Aquí reside un nuevo sentido del ser
basado en el diálogo constante con los otros y en lo que podríamos denominar el
“encuentro sinérgico”. Una nueva ontología, la del sí mismo interconectado y en continuo cambio, sobre la que la obra
de Mª José Cosano (Córdoba, 1978) parece llamar la atención. Para empezar, la
autora recurre a una singular poética basada en un tipo de lenguaje que domina
a la perfección: el de la optometría, la ciencia
que estudia el sistema visual en su conjunto, incluyendo sus alteraciones no
patológicas y los tratamientos óptico y optométricos, así como las normas de
salud e higiene visual. Si tomamos esto como punto de partida, inmersos como
estamos en una época de gran “densificación iconográfica” –siguiendo a J. A.
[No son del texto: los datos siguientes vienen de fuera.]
//! Mutex sync primitive (spec.md §4.4 `Mutex(max, queue_max)`).
//!
//! Grounded on the C++ reference's `futoin::ri::BaseMutex`
//! (`include/futoin/ri/mutex.hpp`): three lists -- holders, waiters, and
//! (there, for allocator reuse) a free list we don't need since Rust's
//! allocator already recycles `VecDeque` storage -- keyed by `sync_root_id`
//! so that re-entering `sync()` from the *same* engine while it already
//! holds the lock just bumps a refcount instead of deadlocking on itself.
//!
//! The reference's internal `OSMutex` exists because `lock`/`unlock` may be
//! invoked from engines on different reactor threads sharing one `Mutex`
//! instance. This port keeps the state in a plain `RefCell` -- the same
//! choice `core::reactor::Reactor` and `core::mempool::MemPool` make -- and
//! does not implement the cross-reactor-sharing configuration; see
//! DESIGN.md.

use std::{cell::RefCell, collections::VecDeque, rc::Rc};

use crate::engine::error::codes;
use crate::engine::protector::Protector;
use crate::sync::SyncPrimitive;

struct Holder {
    root_id: u64,
    count: u32,
}

struct Waiter {
    root_id: u64,
    protector: Protector,
    grant: Box<dyn FnOnce(Protector)>,
}

struct Inner {
    max: u32,
    queue_max: u32,
    locked: RefCell<VecDeque<Holder>>,
    queue: RefCell<VecDeque<Waiter>>,
}

/// Cheaply cloneable handle to one mutex's shared state; every clone gates
/// the same holders/waiters.
#[derive(Clone)]
pub struct Mutex {
    inner: Rc<Inner>,
}

impl Mutex {
    pub fn new(max: u32, queue_max: u32) -> Self {
        Mutex {
            inner: Rc::new(Inner {
                max,
                queue_max,
                locked: RefCell::new(VecDeque::new()),
                queue: RefCell::new(VecDeque::new()),
            }),
        }
    }

    /// Holders right now, for tests exercising P7 (`holders <= max`).
    pub fn holder_count(&self) -> usize {
        self.inner.locked.borrow().len()
    }

    /// Waiters right now, for tests exercising P7 (`queue <= queue_max`).
    pub fn queue_len(&self) -> usize {
        self.inner.queue.borrow().len()
    }
}

impl SyncPrimitive for Mutex {
    fn lock(&self, protector: Protector, on_locked: Box<dyn FnOnce(Protector)>) {
        let root_id = protector.sync_root_id();

        if let Some(holder) = self
            .inner
            .locked
            .borrow_mut()
            .iter_mut()
            .find(|h| h.root_id == root_id)
        {
            holder.count += 1;
            trace!(root_id, count = holder.count, "mutex recursive acquire");
            on_locked(protector);
            return;
        }

        if (self.inner.locked.borrow().len() as u32) < self.inner.max {
            self.inner.locked.borrow_mut().push_back(Holder { root_id, count: 1 });
            trace!(root_id, "mutex acquired");
            on_locked(protector);
            return;
        }

        if (self.inner.queue.borrow().len() as u32) < self.inner.queue_max {
            debug!(root_id, "mutex full, queueing waiter");
            self.inner.queue.borrow_mut().push_back(Waiter {
                root_id,
                protector: protector.clone(),
                grant: on_locked,
            });
            protector.wait_external();
            return;
        }

        debug!(root_id, "mutex queue full, rejecting");
        protector.error(codes::DEFENSE_REJECTED, None);
    }

    fn unlock(&self, protector: &Protector) {
        let root_id = protector.sync_root_id();

        // Cancelled while still queued: just drop the waiter, no grant ever
        // happened (a no-op lock() was never reached).
        if let Some(pos) = self
            .inner
            .queue
            .borrow()
            .iter()
            .position(|w| w.root_id == root_id)
        {
            self.inner.queue.borrow_mut().remove(pos);
            return;
        }

        let pos = match self.inner.locked.borrow().iter().position(|h| h.root_id == root_id) {
            Some(p) => p,
            None => return, // unlock() on a step that never acquired: no-op.
        };

        {
            let mut locked = self.inner.locked.borrow_mut();
            if locked[pos].count > 1 {
                locked[pos].count -= 1;
                return;
            }
            locked.remove(pos);
        }

        trace!(root_id, "mutex released");
        // FIFO hand-off: the releasing unlock grants the next waiter on the
        // same reactor tick it unlocked (spec.md §4.4 Mutex policy).
        let next = self.inner.queue.borrow_mut().pop_front();
        if let Some(next) = next {
            trace!(root_id = next.root_id, "mutex handed off to waiter");
            self.inner.locked.borrow_mut().push_back(Holder {
                root_id: next.root_id,
                count: 1,
            });
            (next.grant)(next.protector);
        }
    }
}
Ramírez–, el trabajo de Cosano interesa, en primer lugar, por tratar la
antesala de la imagen, por volver a un punto original de reflexión sobre la
mirada desde el concepto y el objeto de la ciencia óptica, esto es, todo aquello
que paradójicamente, según se ha estipulado, nos sirve para ver. Una apropiación
–la de dicho saber científico– que jamás va pareja a un arte simbólico, ni
mucho menos descriptivo, sino que, al contrario de lo que ocurría en el
Renacimiento, es el fruto de una superación de ambos. Se trata, en último
término, de una posición alternativa –y quizás por ello más rica y amplia que
la de nuestro tradicional pensamiento crítico– desde la que reflexionar sobre
el modo en que miramos.
Una vez planteado todo esto, tomar la “óptica”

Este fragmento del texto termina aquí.